Job gains were widespread. Accommodation and food services employment returned to where it stood in December, while retail and wholesale trade stood even higher. Major contributions also came from construction, as well as professional and technical services, with employment in the latter now standing at nearly 15% above its pre-pandemic level. 

The share of Canadians age 15 and older with a job now stands just a hair below where it was in February 2020. Given population aging, hitting that milestone is all the more impressive. Also encouraging were further declines in long-term unemployment, which while still elevated, has been falling quickly since mid last year. 

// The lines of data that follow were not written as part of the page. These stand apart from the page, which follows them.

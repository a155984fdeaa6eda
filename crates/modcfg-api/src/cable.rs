//! Cable channel client over WebSocket.
//!
//! Connects to the UI backend's cable endpoint, subscribes to one or more
//! named channels (e.g. `GroupResourceChannel` filtered by
//! `groupResource`), and streams channel messages through a
//! [`tokio::sync::broadcast`] channel.
//!
//! A handle owns exactly one connection. [`ChannelHandle::connect`] returns
//! only after the upgrade and the subscribe commands went through. When the
//! server drops the connection the reader task ends, subscribers observe a
//! closed channel and [`ChannelHandle::closed`] resolves. Retrying is left to
//! the caller.
//!
//! # Example
//!
//! ```rust,ignore
//! use modcfg_api::cable::{ChannelHandle, ChannelIdentifier};
//! use tokio_util::sync::CancellationToken;
//! use url::Url;
//!
//! let cancel = CancellationToken::new();
//! let url = Url::parse("wss://dash.example.com/cable")?;
//! let ident = ChannelIdentifier::new("GroupResourceChannel")
//!     .with_param("groupResource", "moduleconfigs.deckhouse.io");
//!
//! let handle = ChannelHandle::connect(url, vec![ident], cancel.clone(), None).await?;
//! let mut rx = handle.subscribe();
//!
//! while let Ok(event) = rx.recv().await {
//!     println!("{}: {}", event.channel, event.message);
//! }
//! ```

use std::collections::BTreeMap;
use std::future::Future;
use std::sync::Arc;

use futures_util::{SinkExt, StreamExt};
use secrecy::{ExposeSecret, SecretString};
use serde::{Deserialize, Serialize};
use tokio::net::TcpStream;
use tokio::sync::{broadcast, watch};
use tokio_tungstenite::tungstenite::{self, ClientRequestBuilder};
use tokio_tungstenite::{MaybeTlsStream, WebSocketStream};
use tokio_util::sync::CancellationToken;
use url::Url;

use crate::error::Error;

// ── Broadcast channel capacity ───────────────────────────────────────

const EVENT_CHANNEL_CAPACITY: usize = 1024;

// ── ChannelIdentifier ────────────────────────────────────────────────

/// Identifies one channel subscription: channel name plus filter params.
///
/// Serialized as the JSON string the cable protocol expects in its
/// `identifier` field, e.g.
/// `{"channel":"GroupResourceChannel","groupResource":"moduleconfigs.deckhouse.io"}`.
#[derive(Debug, Clone, PartialEq, Eq, Hash, Serialize, Deserialize)]
pub struct ChannelIdentifier {
    pub channel: String,
    #[serde(flatten)]
    pub params: BTreeMap<String, String>,
}

impl ChannelIdentifier {
    pub fn new(channel: impl Into<String>) -> Self {
        Self {
            channel: channel.into(),
            params: BTreeMap::new(),
        }
    }

    pub fn with_param(mut self, key: impl Into<String>, value: impl Into<String>) -> Self {
        self.params.insert(key.into(), value.into());
        self
    }

    /// Encode as the identifier string sent on the wire.
    pub fn to_wire(&self) -> Result<String, Error> {
        serde_json::to_string(self).map_err(|e| Error::Deserialization {
            message: format!("cannot encode channel identifier: {e}"),
            body: String::new(),
        })
    }

    /// The `subscribe` command frame for this identifier.
    pub fn subscribe_command(&self) -> Result<String, Error> {
        let command = serde_json::json!({
            "command": "subscribe",
            "identifier": self.to_wire()?,
        });
        Ok(command.to_string())
    }
}

// ── ChannelEvent ─────────────────────────────────────────────────────

/// A message delivered on a subscribed channel.
///
/// The payload is opaque to the transport; only the channel name and the
/// identifier params take part in routing.
#[derive(Debug, Clone, PartialEq, Serialize, Deserialize)]
pub struct ChannelEvent {
    /// Channel name, e.g. `"GroupResourceChannel"`.
    pub channel: String,
    /// Identifier params the subscription was made with.
    pub params: BTreeMap<String, String>,
    /// Raw message body.
    pub message: serde_json::Value,
}

// ── ChannelHandle ────────────────────────────────────────────────────

/// Handle to a running cable connection.
///
/// Call [`shutdown`](Self::shutdown) to tear down the background task.
pub struct ChannelHandle {
    event_rx: broadcast::Receiver<Arc<ChannelEvent>>,
    cancel: CancellationToken,
    /// `None` while the reader runs; then `Err(reason)` or `Ok(())`.
    ended: watch::Receiver<Option<Result<(), String>>>,
}
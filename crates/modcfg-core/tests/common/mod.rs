// Shared fixtures for core integration tests.
#![allow(dead_code, clippy::unwrap_used)]

use std::collections::VecDeque;
use std::sync::{Arc, Mutex};

use async_trait::async_trait;
use serde_json::{Value, json};
use tokio::sync::Semaphore;

use modcfg_api::{ApiRequest, HttpMethod};
use modcfg_core::Transport;

pub type Reply = Result<Option<Value>, modcfg_api::Error>;

/// A deckhouse ModuleConfig as the UI backend returns it.
pub fn module_config(uid: &str, release_channel: &str) -> Value {
    json!({
        "apiVersion": "deckhouse.io/v1alpha1",
        "kind": "ModuleConfig",
        "metadata": { "name": "deckhouse", "uid": uid, "resourceVersion": "100" },
        "spec": {
            "version": 1,
            "settings": { "releaseChannel": release_channel, "logLevel": "Info" }
        },
        "status": { "message": "" }
    })
}

/// In-memory transport that records requests and replays canned replies.
///
/// Replies are consumed in order; once the queue is empty every request
/// answers with `fallback`. A gated transport parks each request until
/// [`release`](Self::release) hands out a permit.
pub struct FakeTransport {
    requests: Mutex<Vec<ApiRequest>>,
    replies: Mutex<VecDeque<Reply>>,
    fallback: Value,
    gate: Option<Arc<Semaphore>>,
}

impl FakeTransport {
    pub fn new(fallback: Value) -> Arc<Self> {
        Arc::new(Self {
            requests: Mutex::new(Vec::new()),
            replies: Mutex::new(VecDeque::new()),
            fallback,
            gate: None,
        })
    }

    pub fn gated(fallback: Value) -> Arc<Self> {
        Arc::new(Self {
            requests: Mutex::new(Vec::new()),
            replies: Mutex::new(VecDeque::new()),
            fallback,
            gate: Some(Arc::new(Semaphore::new(0))),
        })
    }

    pub fn push_reply(&self, reply: Reply) {
        self.replies.lock().unwrap().push_back(reply);
    }

    /// Let `n` parked requests proceed.
    pub fn release(&self, n: usize) {
        if let Some(gate) = &self.gate {
            gate.add_permits(n);
        }
    }

    pub fn requests(&self) -> Vec<ApiRequest> {
        self.requests.lock().unwrap().clone()
    }

    pub fn count(&self, method: HttpMethod) -> usize {
        self.requests
            .lock()
            .unwrap()
            .iter()
            .filter(|r| r.method == method)
            .count()
    }
}

#[async_trait]
impl Transport for FakeTransport {
    async fn send(&self, request: ApiRequest) -> Result<Option<Value>, modcfg_api::Error> {
        self.requests.lock().unwrap().push(request);

        if let Some(gate) = &self.gate {
            gate.acquire().await.unwrap().forget();
        }

        let queued = self.replies.lock().unwrap().pop_front();
        queued.unwrap_or_else(|| Ok(Some(self.fallback.clone())))
    }
}

/// Yield until `condition` holds, bounded so a broken test fails instead of hanging.
pub async fn wait_until(mut condition: impl FnMut() -> bool) {
    for _ in 0..1000 {
        if condition() {
            return;
        }
        tokio::task::yield_now().await;
    }
    panic!("condition never became true");
}
//! `get` command handler.

use modcfg_core::ResourceClient;

use crate::cli::{GetArgs, GlobalOpts};
use crate::error::CliError;
use crate::output;

pub async fn handle(
    client: &ResourceClient,
    args: GetArgs,
    global: &GlobalOpts,
) -> Result<(), CliError> {
    let store = super::module_store(client, &args.target.name)?;
    let resource = store.get_or_fetch(&args.target.name).await?;

    let rendered = output::render_single(
        &global.output,
        &resource.to_json()?,
        |_| super::detail_rows(&resource),
        |_| resource.primary_key().to_owned(),
    )?;
    output::print_output(&rendered, global.quiet);
    Ok(())
}
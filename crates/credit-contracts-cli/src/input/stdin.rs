use serde::de::DeserializeOwned;
use std::io::{self, Read};

/// Deserialize JSON piped on stdin. Returns None when stdin is a TTY or empty.
pub fn read_stdin<T: DeserializeOwned>() -> Result<Option<T>, Box<dyn std::error::Error>> {
    if atty::is(atty::Stream::Stdin) {
        return Ok(None);
    }

    let mut buffer = String::new();
    io::stdin().read_to_string(&mut buffer)?;

    let trimmed = buffer.trim();
    if trimmed.is_empty() {
        return Ok(None);
    }

    Ok(Some(serde_json::from_str(trimmed)?))
}
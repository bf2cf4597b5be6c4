//! Human-readable contract numbers: `<prefix>-<year>-<nnnn>`.

use rand::Rng;
use std::sync::atomic::{AtomicU32, Ordering};

const SUFFIX_SPACE: u32 = 10_000;

/// Source of candidate contract numbers. Uniqueness is checked by the
/// lifecycle manager, which asks again on collision.
pub trait ContractNumberAllocator: Send + Sync {
    fn next_number(&self, year: i32) -> String;
}

fn format_number(prefix: &str, year: i32, suffix: u32) -> String {
    format!("{prefix}-{year}-{suffix:04}")
}

/// Random four-digit suffix.
#[derive(Debug, Clone)]
pub struct RandomContractNumbers {
    prefix: String,
}

impl RandomContractNumbers {
    pub fn new(prefix: impl Into<String>) -> Self {
        Self {
            prefix: prefix.into(),
        }
    }
}

impl ContractNumberAllocator for RandomContractNumbers {
    fn next_number(&self, year: i32) -> String {
        let suffix = rand::thread_rng().gen_range(0..SUFFIX_SPACE);
        format_number(&self.prefix, year, suffix)
    }
}

/// Deterministic counter, wrapping after 9999.
#[derive(Debug)]
pub struct SequentialContractNumbers {
    prefix: String,
    next: AtomicU32,
}

impl SequentialContractNumbers {
    pub fn new(prefix: impl Into<String>, first: u32) -> Self {
        Self {
            prefix: prefix.into(),
            next: AtomicU32::new(first),
        }
    }
}

impl ContractNumberAllocator for SequentialContractNumbers {
    fn next_number(&self, year: i32) -> String {
        let n = self.next.fetch_add(1, Ordering::Relaxed) % SUFFIX_SPACE;
        format_number(&self.prefix, year, n)
    }
}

Supporting this recent growth has been ongoing momentum in employer demand. In mid-February, more new Canadian job postings were added to Indeed than at any point since the start of the pandemic. While we can’t expect job gains to continue at this pace, it’s clear that ongoing hiring appetite is translating into jobs. The key question now is what this means for paychecks. Hourly wage growth firmed up on a year-over-year basis, but still lags the pace of inflation. The key concern for the labour market has shifted, from the quantity of jobs, to how far people’s salaries can go.